# Working With APIs

Corresponds to DataQuest course. Further down, we dive deeper into the GitHub REST API, using `ghapi` for easy access.

In [None]:
import requests
import re
import os

In [None]:
response = requests.get("http://api.open-notify.org/astros.json")
print(response.status_code)

In [None]:
def process_astros_response(response):
    if response.status_code == 200:
        res_dict = response.json()
        print(f"There are currently {res_dict['number']} people in space:")
        astros = [f"{e['name']} on the {e['craft']}" for e in res_dict['people']]
        print("\n".join(astros))
    else:
        print(f"Call to astros.json resulted in status_code = {response.status_code}")

In [None]:
process_astros_response(response)

In [None]:
response.content

This is how parameters are passed.

In [None]:
# This is the latitude and longitude of New York City.
parameters = {"lat": 40.71, "lon": -74}

# Make a get request with the parameters.
response = requests.get("http://api.open-notify.org/iss-pass.json", params=parameters)

print(response.url)

print(response.status_code)

## GitHub API

Next, we look at the GitHub API.

First, we consider GET requests. If successful, these return the status code 200. Codes from 400 or 500 denote errors.

In [None]:
# Create a dictionary of headers containing our Authorization header.
# Note: This is a temporary token, with restricted access only

token = os.environ["GITHUB_TOKEN"]
headers = {"Authorization": f"token {token}"}

# Make a GET request to the GitHub API with our headers.
response = requests.get("https://api.github.com/users/mseeger/repos", headers=headers)

for e in response.json():
    print(f"{e['html_url']}: {e['description']}")


In [None]:
response.status_code

Let us list all repositories in `awslabs`. This requires pagination. We use the best practice, scanning the 'Link' string in the header for the `rel="next"` entry.

In [None]:
def collect_and_extract(response, pages, st_entry=None):
    json_data = response.json()
    names = [e['name'] for e in json_data]
    if st_entry is None:
        try:
            pos = names.index("syne-tune")
            st_entry = json_data[pos]
        except ValueError:
            pass
    new_pages = pages + [names]
    return new_pages, st_entry

endpoint = "https://api.github.com/orgs/awslabs/repos"
regex = r"(?<=<)([\S]*)(?=>; rel=\"next\")"
pages = []
st_entry = None
st_not_yet_found = True
num_pages = 0

while endpoint is not None:
    response = requests.get(endpoint, headers=headers)
    if response.status_code != 200:
        print(f"Request for page {num_pages + 1} failed! status_code = {response.status_code}")
        break
    pages, st_entry = collect_and_extract(response, pages, st_entry)
    num_pages += 1
    print(f"Obtained page {num_pages}")
    if st_not_yet_found and st_entry is not None:
        print("Found syne-tune")
        st_not_yet_found = False
    endpoint = None
    links = response.headers.get('Link')
    if links:
        m = re.search(regex, links)
        if m:
            endpoint = m.group(1)

num_repos = sum(len(names) for names in pages)
print(f"\nFound {num_repos} repositories:")
for names in pages:
    print("\n".join(names))

if st_entry:
    print("\nFound syne-tune:\n" + str(st_entry))
else:
    print("\nDid not find syne-tune!")

A POST request sends data to an API, or is used to create a new object on the server. If successful, a POST request returns status code 201.

In [None]:
# Here, we create a new (empty) repository

# Note: If we run this again, we obtain error code 422 for
# "Validation failed, or the endpoint has been spammed". In our case,
# this means that the repo already exists.
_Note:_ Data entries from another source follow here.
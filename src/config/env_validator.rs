//! Environment variable validation
//!
//! A bad `BERTH_*` value never aborts a build: it prints a warning, with a
//! typo suggestion when one is close, and the lower configuration layer wins.

use std::io::Write;

/// Validator for one environment variable
pub struct EnvVarValidator<'a> {
    var_name: &'a str,
    valid_values: &'a [&'a str],
}

impl<'a> EnvVarValidator<'a> {
    /// `valid_values` is shown to the user and used for suggestions.
    pub fn new(var_name: &'a str, valid_values: &'a [&'a str]) -> Self {
        Self {
            var_name,
            valid_values,
        }
    }

    /// Parse `value`, warning on stderr and returning `fallback` if invalid.
    pub fn parse<T, F>(&self, value: &str, parser: F, fallback: T) -> T
    where
        F: Fn(&str) -> Option<T>,
    {
        self.parse_with_writer(value, parser, fallback, &mut std::io::stderr())
    }

    /// Parse with a custom warning writer
    pub fn parse_with_writer<T, F, W>(&self, value: &str, parser: F, fallback: T, writer: &mut W) -> T
    where
        F: Fn(&str) -> Option<T>,
        W: Write,
    {
        if let Some(parsed) = parser(value) {
            return parsed;
        }

        tracing::debug!(var = self.var_name, value, "ignoring invalid environment value");
        let hint = match self.suggest(value) {
            Some(suggested) => format!(". Did you mean '{}'?", suggested),
            None => String::new(),
        };
        let _ = writeln!(
            writer,
            "Warning: Invalid {} value '{}'{}",
            self.var_name, value, hint
        );
        let _ = writeln!(writer, "Valid values: {}", self.valid_values.join(", "));
        fallback
    }

    /// Closest valid value within two edits, if any
    fn suggest(&self, value: &str) -> Option<&'a str> {
        let input = value.trim().to_lowercase();
        self.valid_values
            .iter()
            .map(|valid| (*valid, levenshtein(&input, valid)))
            .min_by_key(|(_, dist)| *dist)
            .filter(|(_, dist)| (1..=2).contains(dist))
            .map(|(valid, _)| valid)
    }
}

/// Levenshtein edit distance over bytes
pub fn levenshtein(a: &str, b: &str) -> usize {
    let (a, b) = (a.as_bytes(), b.as_bytes());
    if a.is_empty() {
        return b.len();
    }
    if b.is_empty() {
        return a.len();
    }

    let mut prev: Vec<usize> = (0..=b.len()).collect();
    let mut curr = vec![0; b.len() + 1];

    for (i, ac) in a.iter().enumerate() {
        curr[0] = i + 1;
        for (j, bc) in b.iter().enumerate() {
            let substitution = prev[j] + usize::from(ac != bc);
            curr[j + 1] = substitution.min(prev[j + 1] + 1).min(curr[j] + 1);
        }
        std::mem::swap(&mut prev, &mut curr);
    }

    prev[b.len()]
}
payload = {"name": "small-test-repo"}
response = requests.post(
    "https://api.github.com/user/repos", headers=headers, json=payload
)
print(response.status_code)

In [None]:
response.json()

In [None]:
# Let us delete the repo again

response = requests.delete(
    "https://api.github.com/repos/mseeger/small-test-repo", headers=headers
)
print(response.status_code)

We are not authorized to delete the repository under the token.

A PUT or PATCH request is used to modify an object on the server. Typically, PATCH is just changing some attributes, while PUT needs the full object as input, which replaces the one on the server. If successful, these requests return status code 200.

In [None]:
# Let us modify the new repo by assigning a description

payload = {"name": "small-test-repo", "description": "This repo is just for testing API calls"}
response = requests.patch(
    "https://api.github.com/repos/mseeger/small-test-repo", headers=headers, json=payload
)
print(response.status_code)

In [None]:
response.json()

## Search and Download Files from Repository Using ghapi

Let us do something more complicated. First, we use the GitHub search API to find files which contain a certain string. Next, we download these files.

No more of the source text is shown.